[0055] In an alternative embodiment for the water supply, the supply and the discharge of water to and from, respectively, the water chamber 82 could at least partly be arranged by a channel inside the motor shaft 16, i.e. the shaft 16 driven by the motor. This can be arranged by instead connecting the water hose 7 to the rear part of the drilling machine and by providing a channel that leads to a water chamber that encircles a portion of the rear part of the motor shaft. One or two radial lip seals prevent leakage along the motor shaft. The channel inside the motor shaft leads the water to the front part of the motor shaft, where it is transferred to the water chamber 82. This can take place e.g. by one or more radial holes arranged in front of the seal 96 but behind a similar additional seal that connects to the channel inside the motor shaft. Naturally, the channel ends after the latter connection, such that all water is led out between the two seals and further to the water chamber 82.
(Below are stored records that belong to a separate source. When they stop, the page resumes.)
use std::time::{Duration, Instant};

use async_trait::async_trait;
use futures::StreamExt;
use serde::{Deserialize, Serialize};
use tracing::{debug, warn};

use super::{ChatMessage, Generator, TokenStream};
use crate::config::GenerationConfig;
use crate::error::{Error, FailureKind, Result, ServiceError};

#[derive(Debug, Serialize)]
struct WireMessage<'a> {
    role: &'a str,
    content: &'a str,
}

#[derive(Debug, Serialize)]
struct CompletionRequest<'a> {
    model: &'a str,
    messages: Vec<WireMessage<'a>>,
    temperature: f32,
    stream: bool,
}

#[derive(Debug, Deserialize)]
struct CompletionResponse {
    #[serde(default)]
    choices: Vec<CompletionChoice>,
}

#[derive(Debug, Deserialize)]
struct CompletionChoice {
    message: CompletionMessage,
}

#[derive(Debug, Deserialize)]
struct CompletionMessage {
    content: Option<String>,
}

#[derive(Debug, Deserialize)]
struct StreamChunk {
    #[serde(default)]
    choices: Vec<StreamChoice>,
    error: Option<serde_json::Value>,
}

#[derive(Debug, Deserialize)]
struct StreamChoice {
    #[serde(default)]
    delta: StreamDelta,
}

#[derive(Debug, Default, Deserialize)]
struct StreamDelta {
    content: Option<String>,
}

/// One logical line of a server-sent-event body.
#[derive(Debug, PartialEq, Eq)]
enum SseLine {
    Data(String),
    Done,
    Skip,
}

fn parse_sse_line(line: &str) -> SseLine {
    let line = line.trim_end_matches('\r');
    match line.strip_prefix("data:") {
        Some(payload) => {
            let payload = payload.trim();
            if payload == "[DONE]" {
                SseLine::Done
            } else if payload.is_empty() {
                SseLine::Skip
            } else {
                SseLine::Data(payload.to_string())
            }
        }
        // comments (": keep-alive"), event names, blank separators
        None => SseLine::Skip,
    }
}

/// Accumulates raw bytes and hands out complete lines. Lines are only
/// decoded once whole, so multi-byte characters split across network
/// chunks survive.
#[derive(Debug, Default)]
struct LineBuffer {
    buf: Vec<u8>,
}

impl LineBuffer {
    fn push(&mut self, bytes: &[u8]) {
        self.buf.extend_from_slice(bytes);
    }

    fn next_line(&mut self) -> Option<String> {
        let pos = self.buf.iter().position(|&b| b == b'\n')?;
        let line: Vec<u8> = self.buf.drain(..=pos).collect();
        Some(String::from_utf8_lossy(&line[..line.len() - 1]).into_owned())
    }
}

/// Text carried by one `data:` payload, if any.
fn decode_delta(payload: &str) -> std::result::Result<Option<String>, ServiceError> {
    let chunk: StreamChunk = serde_json::from_str(payload)
        .map_err(|e| ServiceError::malformed(format!("unreadable stream chunk: {e}")))?;

    if let Some(err) = chunk.error {
        return Err(ServiceError::new(
            FailureKind::Unavailable,
            format!("provider reported an error mid-stream: {err}"),
        ));
    }

    let text: String = chunk
        .choices
        .into_iter()
        .filter_map(|c| c.delta.content)
        .collect();
    Ok(if text.is_empty() { None } else { Some(text) })
}

/// Client for an OpenAI-compatible `/chat/completions` endpoint
/// (OpenAI, OpenRouter, Ollama, vLLM and friends).
#[derive(Debug, Clone)]
pub struct OpenAiGenerator {
    client: reqwest::Client,
    endpoint: String,
    model: String,
    api_key: Option<String>,
    temperature: f32,
    timeout: Duration,
    idle_timeout: Duration,
}

impl OpenAiGenerator {
    pub fn new(
        base_url: &str,
        model: impl Into<String>,
        api_key: Option<String>,
        temperature: f32,
        timeout: Duration,
        idle_timeout: Duration,
    ) -> Result<Self> {
        // No client-wide timeout: it would also cap how long a stream may run.
        let client = reqwest::Client::builder()
            .connect_timeout(timeout)
            .user_agent(concat!("askbase/", env!("CARGO_PKG_VERSION")))
            .build()
            .map_err(|e| Error::Generation(ServiceError::from_transport(&e)))?;

        Ok(Self {
            client,
            endpoint: format!("{}/chat/completions", base_url.trim_end_matches('/')),
            model: model.into(),
            api_key,
            temperature,
            timeout,
            idle_timeout,
        })
    }

    pub fn from_config(config: &GenerationConfig) -> Result<Self> {
        let api_key = config.api_key();
        if api_key.is_none() {
            warn!(
                "{} is not set; generation requests will be sent without credentials",
                config.api_key_env
            );
        }
        Self::new(
            &config.base_url,
            config.model.clone(),
            api_key,
            config.temperature,
            config.timeout(),
            config.stream_idle_timeout(),
        )
    }

    fn request<'a>(
        &'a self,
        system_prompt: &'a str,
        messages: &'a [ChatMessage],
        stream: bool,
    ) -> reqwest::RequestBuilder {
        let mut wire = Vec::with_capacity(messages.len() + 1);
        wire.push(WireMessage {
            role: "system",
            content: system_prompt,
        });
        wire.extend(messages.iter().map(|m| WireMessage {
            role: m.role.as_str(),
            content: &m.content,
        }));

        let mut req = self.client.post(&self.endpoint).json(&CompletionRequest {
            model: &self.model,
            messages: wire,
            temperature: self.temperature,
            stream,
        });
        if let Some(key) = &self.api_key {
            req = req.bearer_auth(key);
        }
        req
    }

    async fn complete(
        &self,
        system_prompt: &str,
        messages: &[ChatMessage],
    ) -> std::result::Result<String, ServiceError> {
        let resp = self
            .request(system_prompt, messages, false)
            .timeout(self.timeout)
            .send()
            .await
            .map_err(|e| ServiceError::from_transport(&e))?;

        let status = resp.status();
        let body = resp
            .text()
            .await
            .map_err(|e| ServiceError::from_transport(&e))?;
        if !status.is_success() {
            return Err(ServiceError::from_status(status, &body));
        }

        let parsed: CompletionResponse = serde_json::from_str(&body)
            .map_err(|e| ServiceError::malformed(format!("unreadable completion: {e}")))?;

        parsed
            .choices
            .into_iter()
            .next()
            .and_then(|c| c.message.content)
            .ok_or_else(|| ServiceError::malformed("completion has no message content"))
    }

    async fn open_stream(
        &self,
        system_prompt: &str,
        messages: &[ChatMessage],
    ) -> std::result::Result<reqwest::Response, ServiceError> {
        let send = self.request(system_prompt, messages, true).send();
        let resp = tokio::time::timeout(self.timeout, send)
            .await
            .map_err(|_| {
                ServiceError::timeout(format!("no response within {:?}", self.timeout))
            })?
            .map_err(|e| ServiceError::from_transport(&e))?;

        let status = resp.status();
        if !status.is_success() {
            let body = match tokio::time::timeout(self.timeout, resp.text()).await {
                Ok(Ok(body)) => body,
                Ok(Err(e)) => {
                    debug!("Could not read {status} error body: {e}");
                    String::new()
                }
                Err(_) => {
                    debug!("{status} error body not received within {:?}", self.timeout);
                    String::new()
                }
            };
            return Err(ServiceError::from_status(status, &body));
        }
        Ok(resp)
    }
}

#[async_trait]
impl Generator for OpenAiGenerator {
    async fn generate(&self, system_prompt: &str, messages: &[ChatMessage]) -> Result<String> {
        let started = Instant::now();
        let result = self.complete(system_prompt, messages).await;
        debug!(
            "Completion from {} ({} messages) finished in {:?}",
            self.model,
            messages.len(),
            started.elapsed()
        );
        result.map_err(|e| {
            warn!("Generation failed: {e}");
            Error::Generation(e)
        })
    }

    async fn generate_stream(
        &self,
        system_prompt: &str,
        messages: &[ChatMessage],
    ) -> Result<TokenStream> {
        let resp = self
            .open_stream(system_prompt, messages)
            .await
            .map_err(|e| {
                warn!("Opening generation stream failed: {e}");
                Error::Generation(e)
            })?;
        debug!("Generation stream opened for {}", self.model);

        let idle = self.idle_timeout;
        let stream = async_stream::stream! {
            let mut bytes = resp.bytes_stream();
            let mut lines = LineBuffer::default();
            let mut finished = false;
            let mut failed = false;

            'read: loop {
                let next = match tokio::time::timeout(idle, bytes.next()).await {
                    Ok(next) => next,
                    Err(_) => {
                        failed = true;
                        yield Err(Error::Generation(ServiceError::timeout(format!(
                            "no stream data for {idle:?}"
                        ))));
                        break 'read;
                    }
                };
                let Some(chunk) = next else {
                    break 'read;
                };
                let chunk = match chunk {
                    Ok(chunk) => chunk,
                    Err(e) => {
                        failed = true;
                        yield Err(Error::Generation(ServiceError::from_transport(&e)));
                        break 'read;
                    }
                };

                lines.push(&chunk);
                while let Some(line) = lines.next_line() {
                    match parse_sse_line(&line) {
                        SseLine::Done => {
                            finished = true;
                            break 'read;
                        }
                        SseLine::Data(payload) => match decode_delta(&payload) {
                            Ok(Some(text)) => yield Ok(text),
                            Ok(None) => {}
                            Err(e) => {
                                failed = true;
                                yield Err(Error::Generation(e));
                                break 'read;
                            }
                        },
                        SseLine::Skip => {}
                    }
                }
            }

            if !finished && !failed {
                yield Err(Error::Generation(ServiceError::new(
                    FailureKind::Unavailable,
                    "stream ended before completion marker",
                )));
            }
        };

        Ok(stream.boxed())
    }

    fn model_name(&self) -> &str {
        &self.model
    }
}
[0056] In the end of the motor shaft 16 that projects into the gear box housing 20, through the two end covers 18 and 21, there is a driver 106 in the form of a small cog wheel arranged via a sliding clutch to drive a transmission shaft 108 parallel with the drilling shaft 8 and part of the gear box/transmission 22, as is known per se. The gear box has three gears. Without describing the known design of the transmission in detail, it should be mentioned here that the drilling shaft, as seen from the front, has a first cog wheel 111 for the first gear, a second cog wheel 112 for the second gear and a third cog wheel 113 for the third gear, FIGS. 2 and 4. The cog wheel 112 of the second gear is connected to the motor shaft via a cotter joint and is by a handle 115 on the outside of the drilling machine displaceable between the cog wheels 111 and 113 of the first and the third gear, respectively, FIG. 1, FIG. 4. Depending on the position of the handle 115, the torque of the motor shaft is transmitted via the sliding clutch and the transmission shaft 108 and the cog wheels of the transmission shaft, to the cog wheels of the first, second and third gears, respectively, in order to rotate the drilling shaft at a desired rotation speed. It is typical for this known transmission that the drilling shaft forms an integral part of the transmission and that it has a stepped decreasing diameter with the smallest diameter in the rearmost section 57, a circumstance that is utilised according to the invention in order to lead water all the way through the drilling shaft, thereby to cool the gear box, at the same time as the sealing problems can be satisfactorily solved, also for the bearings that might be exposed to a chance of water penetrating into the bearing/bearings. In use, water is led in via the water hose 7 that extends through the front portion 10 of the hand protector bow 5, via the nipple 85 into the channel 84 and the inlet 83 into the lower part of the annular water chamber 82, between the motor housing end cover 18 of the rear unit and the gear housing end cover 21 of the front unit 4. From the water chamber 82, the water is pressed into the channel 78 inside the tubular rotary drilling shaft 8, in order finally to discharge into the front end of the drilling shaft where a tool, preferably a core drill steel, is attached.
本发明涉及一种钻孔机,其包括一个钻孔轴,电机壳体,齿轮箱,驱动电机和延伸到齿轮箱壳体的驱动电机,以及在齿轮箱壳体的发送和钻孔。轴由电动机驱动,钻井轴之间的轴以所希望的旋转速度旋转。
本发明涉及到钻孔机的工作部分,其中包括被布置在操作过程中要被提供给该工具的芯钻头。
本发明的背景
钻孔机在行业内被广泛使用,为了在墙壁,屋顶和/或地板的情况下钻孔。通常,这发生在钻井轴通道中。以往,水被引导到钻井轴通过齿轮箱壳体的前部的通道。这有一些相当大的缺点,首先,在钻井轴力大,这部分的传输意着,径向唇密封件是必要的,以防止水的渗漏,这反过来又使密封更加困难,导致密封磨损相对较快,由于在密封部的钻孔轴的圆周速度高,其次,齿轮箱拆除大部分,钻孔轴和/或齿轮箱壳体通常是需要密封以交换。